The high culture of the West originated in the classical-world traditions of intellectual and aesthetic life in Ancient Greece (from c. 8th century BC – AD 147) and Ancient Rome (753 BC – AD 476). In the classical Greco-Roman tradition, the ideal mode of language was published and preserved in works of elevated style (correct grammar, syntax, and diction). Certain forms of language used by authors in valorized epochs were held up in antiquity and the Renaissance as eternal valid models and normative standards of excellence; e.g. the Attic dialect of ancient Greek spoken and written by the playwrights and philosophers of Periclean Athens (fifth century BC); and the form of classical Latin used in the "Golden Age" of Roman culture (c. 70 B.C. – AD 18) represented by such figures as Cicero and Virgil. This form of education was known to the Greeks as παιδεία, which was translated by the Romans into Latin as humanitas since it reflected a form of education aiming at the refinement of human nature, rather than the acquisition of technical or vocational skills. Indeed, the Greco-Roman world tended to see such manual, commercial, and technical labor as subordinate to purely intellectual activities.

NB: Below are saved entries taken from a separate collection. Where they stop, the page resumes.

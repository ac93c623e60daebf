//! Configuration management for `weatherwise`
//!
//! Handles loading configuration from a TOML file and environment variables,
//! and provides validation for all configuration settings.

use crate::WeatherwiseError;
use crate::error::Result;
use crate::weather::RetryPolicy;
use config::{Config, Environment, File, FileFormat};
use serde::{Deserialize, Serialize};
use std::path::PathBuf;

/// Root configuration structure
#[derive(Debug, Clone, Default, Serialize, Deserialize)]
#[serde(default)]
pub struct WeatherwiseConfig {
    /// Weather and geocoding service endpoints
    pub weather: WeatherConfig,
    /// Public IP geolocation services
    pub ip_lookup: IpLookupConfig,
    /// Retry policy for the external forecast fetch
    pub retry: RetryPolicy,
    /// In-memory cache capacities
    pub cache: CacheConfig,
    /// Data sources and defaults
    pub data: DataConfig,
    /// Model hyperparameters
    pub model: ModelConfig,
    /// Logging configuration
    pub logging: LoggingConfig,
}

/// Weather service configuration settings
#[derive(Debug, Clone, Serialize, Deserialize)]
#[serde(default)]
pub struct WeatherConfig {
    /// Forecast endpoint base URL (also serves the recent-days window)
    pub forecast_base_url: String,
    /// Archive endpoint base URL
    pub archive_base_url: String,
    /// Geocoding endpoint base URL
    pub geocoding_base_url: String,
    /// Timezone used for daily aggregation
    pub timezone: String,
    /// Timeout for historical data requests
    pub data_timeout_seconds: u64,
    /// Timeout for the external forecast request
    pub forecast_timeout_seconds: u64,
    /// Timeout for geocoding lookups
    pub geocoding_timeout_seconds: u64,
}

/// IP geolocation providers, queried in field order
#[derive(Debug, Clone, Serialize, Deserialize)]
#[serde(default)]
pub struct IpLookupConfig {
    /// ipapi.co JSON endpoint
    pub ipapi_url: String,
    /// ipwho.is endpoint
    pub ipwhois_url: String,
    /// ip-api.com JSON endpoint including its field selection
    pub ip_api_url: String,
    /// Timeout for each provider
    pub timeout_seconds: u64,
}

/// Cache configuration settings
#[derive(Debug, Clone, Serialize, Deserialize)]
#[serde(default)]
pub struct CacheConfig {
    /// Maximum number of resolved coordinates kept
    pub coordinate_capacity: u64,
    /// Maximum number of per-city historical series kept
    pub series_capacity: u64,
}

/// Data source settings
#[derive(Debug, Clone, Serialize, Deserialize)]
#[serde(default)]
pub struct DataConfig {
    /// Local tabular fallback file
    pub csv_path: Option<PathBuf>,
    /// City used when a name cannot be resolved
    pub default_city: String,
    /// Fixed seed for the synthetic tier; random when unset
    pub synthetic_seed: Option<u64>,
}

/// Model hyperparameters
#[derive(Debug, Clone, Serialize, Deserialize)]
#[serde(default)]
pub struct ModelConfig {
    /// Enable the secondary sequence model
    pub sequence_model: bool,
    /// Window length of the sequence model
    pub lookback: usize,
    /// Training epochs of the sequence model
    pub sequence_epochs: usize,
    /// Trees in the risk forest
    pub forest_trees: usize,
    /// Maximum depth of each tree
    pub forest_max_depth: usize,
    /// Seed for bootstrap sampling and feature selection
    pub forest_seed: u64,
}

/// Logging configuration settings
#[derive(Debug, Clone, Serialize, Deserialize)]
#[serde(default)]
pub struct LoggingConfig {
    /// Log level (error, warn, info, debug, trace)
    pub level: String,
    /// Log format (pretty or json)
    pub format: String,
}

// Default value functions
fn default_forecast_base_url() -> String {
    "https://api.open-meteo.com/v1".to_string()
}

fn default_archive_base_url() -> String {
    "https://archive-api.open-meteo.com/v1".to_string()
}

fn default_geocoding_base_url() -> String {
    "https://geocoding-api.open-meteo.com/v1".to_string()
}

fn default_timezone() -> String {
    "Asia/Shanghai".to_string()
}

const fn default_data_timeout() -> u64 {
    30
}

const fn default_forecast_timeout() -> u64 {
    20
}

const fn default_geocoding_timeout() -> u64 {
    15
}

fn default_ipapi_url() -> String {
    "https://ipapi.co/json/".to_string()
}

fn default_ipwhois_url() -> String {
    "https://ipwho.is/".to_string()
}

fn default_ip_api_url() -> String {
    "http://ip-api.com/json/?fields=status,city,lat,lon&lang=zh-CN".to_string()
}

const fn default_ip_timeout() -> u64 {
    6
}

const fn default_coordinate_capacity() -> u64 {
    256
}

const fn default_series_capacity() -> u64 {
    12
}

fn default_csv_path() -> Option<PathBuf> {
    Some(PathBuf::from("weather_prediction_dataset.csv"))
}

fn default_city() -> String {
    "北京".to_string()
}

fn default_log_level() -> String {
    "info".to_string()
}

fn default_log_format() -> String {
    "pretty".to_string()
}

impl Default for WeatherConfig {
    fn default() -> Self {
        Self {
            forecast_base_url: default_forecast_base_url(),
            archive_base_url: default_archive_base_url(),
            geocoding_base_url: default_geocoding_base_url(),
            timezone: default_timezone(),
            data_timeout_seconds: default_data_timeout(),
            forecast_timeout_seconds: default_forecast_timeout(),
            geocoding_timeout_seconds: default_geocoding_timeout(),
        }
    }
}

impl Default for IpLookupConfig {
    fn default() -> Self {
        Self {
            ipapi_url: default_ipapi_url(),
            ipwhois_url: default_ipwhois_url(),
            ip_api_url: default_ip_api_url(),
            timeout_seconds: default_ip_timeout(),
        }
    }
}

impl Default for CacheConfig {
    fn default() -> Self {
        Self {
            coordinate_capacity: default_coordinate_capacity(),
            series_capacity: default_series_capacity(),
        }
    }
}

impl Default for DataConfig {
    fn default() -> Self {
        Self {
            csv_path: default_csv_path(),
            default_city: default_city(),
            synthetic_seed: None,
        }
    }
}

impl Default for ModelConfig {
    fn default() -> Self {
        Self {
            sequence_model: true,
            lookback: 14,
            sequence_epochs: 60,
            forest_trees: 120,
            forest_max_depth: 6,
            forest_seed: 42,
        }
    }
}

impl Default for LoggingConfig {
    fn default() -> Self {
        Self {
            level: default_log_level(),
            format: default_log_format(),
        }
    }
}

impl WeatherwiseConfig {
    /// Load configuration from specified path
    pub fn load_from_path(config_path: Option<PathBuf>) -> Result<Self> {
        let mut builder = Config::builder();

        let config_file = config_path.unwrap_or_else(Self::default_config_path);
        if config_file.exists() {
            builder = builder.add_source(
                File::from(config_file)
                    .required(false)
                    .format(FileFormat::Toml),
            );
        }

        // WEATHERWISE_WEATHER__TIMEZONE=Europe/Berlin
        builder = builder.add_source(
            Environment::with_prefix("WEATHERWISE")
                .prefix_separator("_")
                .separator("__")
                .try_parsing(true),
        );

        let settings = builder
            .build()
            .map_err(|e| WeatherwiseError::config(format!("Failed to build configuration: {e}")))?;

        let mut config: WeatherwiseConfig = settings.try_deserialize().map_err(|e| {
            WeatherwiseError::config(format!("Failed to deserialize configuration: {e}"))
        })?;

        config.apply_defaults();
        config.validate()?;

        Ok(config)
    }

    /// Default configuration file path
    #[must_use]
    pub fn default_config_path() -> PathBuf {
        PathBuf::from("weatherwise.toml")
    }

    /// Apply default values to zeroed or empty configuration fields
    pub fn apply_defaults(&mut self) {
        if self.weather.forecast_base_url.is_empty() {
            self.weather.forecast_base_url = default_forecast_base_url();
        }
        if self.weather.archive_base_url.is_empty() {
            self.weather.archive_base_url = default_archive_base_url();
        }
        if self.weather.geocoding_base_url.is_empty() {
            self.weather.geocoding_base_url = default_geocoding_base_url();
        }
        if self.weather.timezone.is_empty() {
            self.weather.timezone = default_timezone();
        }
        if self.weather.data_timeout_seconds == 0 {
            self.weather.data_timeout_seconds = default_data_timeout();
        }
        if self.weather.forecast_timeout_seconds == 0 {
            self.weather.forecast_timeout_seconds = default_forecast_timeout();
        }
        if self.weather.geocoding_timeout_seconds == 0 {
            self.weather.geocoding_timeout_seconds = default_geocoding_timeout();
        }
        if self.ip_lookup.ipapi_url.is_empty() {
            self.ip_lookup.ipapi_url = default_ipapi_url();
        }
        if self.ip_lookup.ipwhois_url.is_empty() {
            self.ip_lookup.ipwhois_url = default_ipwhois_url();
        }
        if self.ip_lookup.ip_api_url.is_empty() {
            self.ip_lookup.ip_api_url = default_ip_api_url();
        }
        if self.ip_lookup.timeout_seconds == 0 {
            self.ip_lookup.timeout_seconds = default_ip_timeout();
        }
        if self.cache.coordinate_capacity == 0 {
            self.cache.coordinate_capacity = default_coordinate_capacity();
        }
        if self.cache.series_capacity == 0 {
            self.cache.series_capacity = default_series_capacity();
        }
        if self.data.default_city.trim().is_empty() {
            self.data.default_city = default_city();
        }
        if self.logging.level.is_empty() {
            self.logging.level = default_log_level();
        }
        if self.logging.format.is_empty() {
            self.logging.format = default_log_format();
        }
    }

    /// Validate all configuration settings
    pub fn validate(&self) -> Result<()> {
        self.validate_numeric_ranges()?;
        self.validate_string_values()?;
        Ok(())
    }

    /// Validate numeric configuration ranges
    fn validate_numeric_ranges(&self) -> Result<()> {
        let timeouts = [
            self.weather.data_timeout_seconds,
            self.weather.forecast_timeout_seconds,
            self.weather.geocoding_timeout_seconds,
            self.ip_lookup.timeout_seconds,
        ];
        if timeouts.iter().any(|t| *t > 300) {
            return Err(WeatherwiseError::config(
                "Request timeouts cannot exceed 300 seconds",
            ));
        }

        if self.retry.max_retries > 10 {
            return Err(WeatherwiseError::config("Max retries cannot exceed 10"));
        }

        if self.retry.multiplier < 1.0 {
            return Err(WeatherwiseError::config(
                "Retry multiplier must be at least 1.0",
            ));
        }

        if self.model.lookback < 2 || self.model.lookback > 60 {
            return Err(WeatherwiseError::config(
                "Sequence lookback must be between 2 and 60 days",
            ));
        }

        if self.model.forest_trees == 0 || self.model.forest_max_depth == 0 {
            return Err(WeatherwiseError::config(
                "Forest needs at least one tree of depth one",
            ));
        }

        Ok(())
    }

    /// Validate string configuration values
    fn validate_string_values(&self) -> Result<()> {
        let valid_log_levels = ["error", "warn", "info", "debug", "trace"];
        if !valid_log_levels.contains(&self.logging.level.as_str()) {
            return Err(WeatherwiseError::config(format!(
                "Invalid log level '{}'. Must be one of: {}",
                self.logging.level,
                valid_log_levels.join(", ")
            )));
        }

        let valid_log_formats = ["pretty", "json"];
        if !valid_log_formats.contains(&self.logging.format.as_str()) {
            return Err(WeatherwiseError::config(format!(
                "Invalid log format '{}'. Must be one of: {}",
                self.logging.format,
                valid_log_formats.join(", ")
            )));
        }

        for url in [
            &self.weather.forecast_base_url,
            &self.weather.archive_base_url,
            &self.weather.geocoding_base_url,
            &self.ip_lookup.ipapi_url,
            &self.ip_lookup.ipwhois_url,
            &self.ip_lookup.ip_api_url,
        ] {
            if !url.starts_with("http://") && !url.starts_with("https://") {
                return Err(WeatherwiseError::config(format!(
                    "Base URL '{url}' must be a valid HTTP or HTTPS URL"
                )));
            }
        }

        Ok(())
    }
}
impl ArimaModel {
    /// Fit `order` to `series`.
    #[allow(clippy::cast_precision_loss)]
    pub fn fit(series: &[f64], order: ArimaOrder) -> Result<Self> {
        let ArimaOrder { p, d, q } = order;
        if series.iter().any(|v| !v.is_finite()) {
            return Err(WeatherwiseError::model_fit("series contains non-finite values"));
        }

        let mut levels = vec![series.to_vec()];
        for _ in 0..d {
            let next = difference(levels.last().map_or(&[][..], Vec::as_slice));
            levels.push(next);
        }
        let y = levels.last().map_or(&[][..], Vec::as_slice);
        let level_mean = if d == 0 { mean(y) } else { 0.0 };
        let centered: Vec<f64> = y.iter().map(|v| v - level_mean).collect();
        let n = centered.len();

        let (phi, theta) = if p + q == 0 {
            (Vec::new(), Vec::new())
        } else {
            let (innovations, long_order) = if q > 0 {
                long_ar_innovations(&centered, p + q + 1)?
            } else {
                (vec![0.0; n], 0)
            };
            let start = p.max(long_order + q);
            if n < start + p + q + MIN_SPARE_ROWS {
                return Err(WeatherwiseError::insufficient(format!(
                    "{n} points are too few for order {order}"
                )));
            }
            let mut lags: Vec<(&[f64], usize)> = (1..=p).map(|lag| (&centered[..], lag)).collect();
            lags.extend((1..=q).map(|lag| (&innovations[..], lag)));
            let beta = lag_regression(&centered, start, &lags)?;
            (beta.as_slice()[..p].to_vec(), beta.as_slice()[p..].to_vec())
        };

        if !is_stable(&phi) {
            return Err(WeatherwiseError::model_fit(format!("order {order} is not stationary")));
        }
        let negated: Vec<f64> = theta.iter().map(|b| -b).collect();
        if !is_stable(&negated) {
            return Err(WeatherwiseError::model_fit(format!("order {order} is not invertible")));
        }

        let residuals = css_residuals(&centered, &phi, &theta);
        let effective = &residuals[p.min(n)..];
        if effective.len() <= p + q + 1 {
            return Err(WeatherwiseError::insufficient(format!(
                "{n} points are too few for order {order}"
            )));
        }
        let n_eff = effective.len() as f64;
        let sigma2 = effective.iter().map(|r| r * r).sum::<f64>() / n_eff;
        if !sigma2.is_finite() || sigma2 <= f64::EPSILON {
            return Err(WeatherwiseError::model_fit("degenerate residual variance"));
        }

        let log_likelihood = -0.5 * n_eff * ((2.0 * PI * sigma2).ln() + 1.0);
        let params = p + q + 1 + usize::from(d == 0);
        let aic = 2.0 * params as f64 - 2.0 * log_likelihood;

        Ok(Self {
            order,
            phi,
            theta,
            mean: level_mean,
            levels,
            centered,
            residuals,
            sigma2,
            aic,
        })
    }

    #[must_use]
    pub const fn order(&self) -> ArimaOrder {
        self.order
    }

    #[must_use]
    pub const fn aic(&self) -> f64 {
        self.aic
    }

    #[must_use]
    pub const fn sigma2(&self) -> f64 {
        self.sigma2
    }

    #[must_use]
    pub fn ar_coefficients(&self) -> &[f64] {
        &self.phi
    }

    #[must_use]
    pub fn ma_coefficients(&self) -> &[f64] {
        &self.theta
    }

    /// Point forecast `steps` days ahead on the original scale
    #[must_use]
    pub fn forecast(&self, steps: usize) -> Vec<f64> {
        let n = self.centered.len();
        let mut z = self.centered.clone();
        let mut e = self.residuals.clone();
        for _ in 0..steps {
            let t = z.len();
            let ar: f64 = self
                .phi
                .iter()
                .enumerate()
                .filter(|(i, _)| *i < t)
                .map(|(i, a)| a * z[t - 1 - i])
                .sum();
            let ma: f64 = self
                .theta
                .iter()
                .enumerate()
                .filter(|(j, _)| *j < t)
                .map(|(j, b)| b * e[t - 1 - j])
                .sum();
            z.push(ar + ma);
            e.push(0.0);
        }

        let mut out: Vec<f64> = z[n..].iter().map(|v| v + self.mean).collect();
        for level in self.levels.iter().take(self.order.d).rev() {
            let mut last = level.last().copied().unwrap_or(0.0);
            out = out
                .into_iter()
                .map(|delta| {
                    last += delta;
                    last
                })
                .collect();
        }
        out
    }

    /// Mean of `actual - fitted` over the last `window` in-sample points.
    ///
    /// A one-step prediction error of the differenced series equals the
    /// error on the original scale, so this is the mean of the trailing
    /// residuals.
    #[must_use]
    #[allow(clippy::cast_precision_loss)]
    pub fn recent_bias(&self, window: usize) -> Option<f64> {
        let usable = &self.residuals[self.order.p.min(self.residuals.len())..];
        let tail = &usable[usable.len().saturating_sub(window)..];
        if tail.is_empty() {
            None
        } else {
            Some(tail.iter().sum::<f64>() / tail.len() as f64)
        }
    }
}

From the idea of the "free" man with sufficient leisure to pursue such intellectual and aesthetic refinement, arose the classical distinction between the "liberal" arts which are intellectual and done for their own sake, as against the "servile" or "mechanical" arts which were associated with manual labor and done to earn a living. This implied an association between high culture and the upper classes whose inherited wealth provided such time for intellectual cultivation. The leisured gentleman not weighed down by the necessity of earning a living, was free to devote himself to activities proper to such a "free man" – those deemed to involve true excellence and nobility as opposed to mere utility.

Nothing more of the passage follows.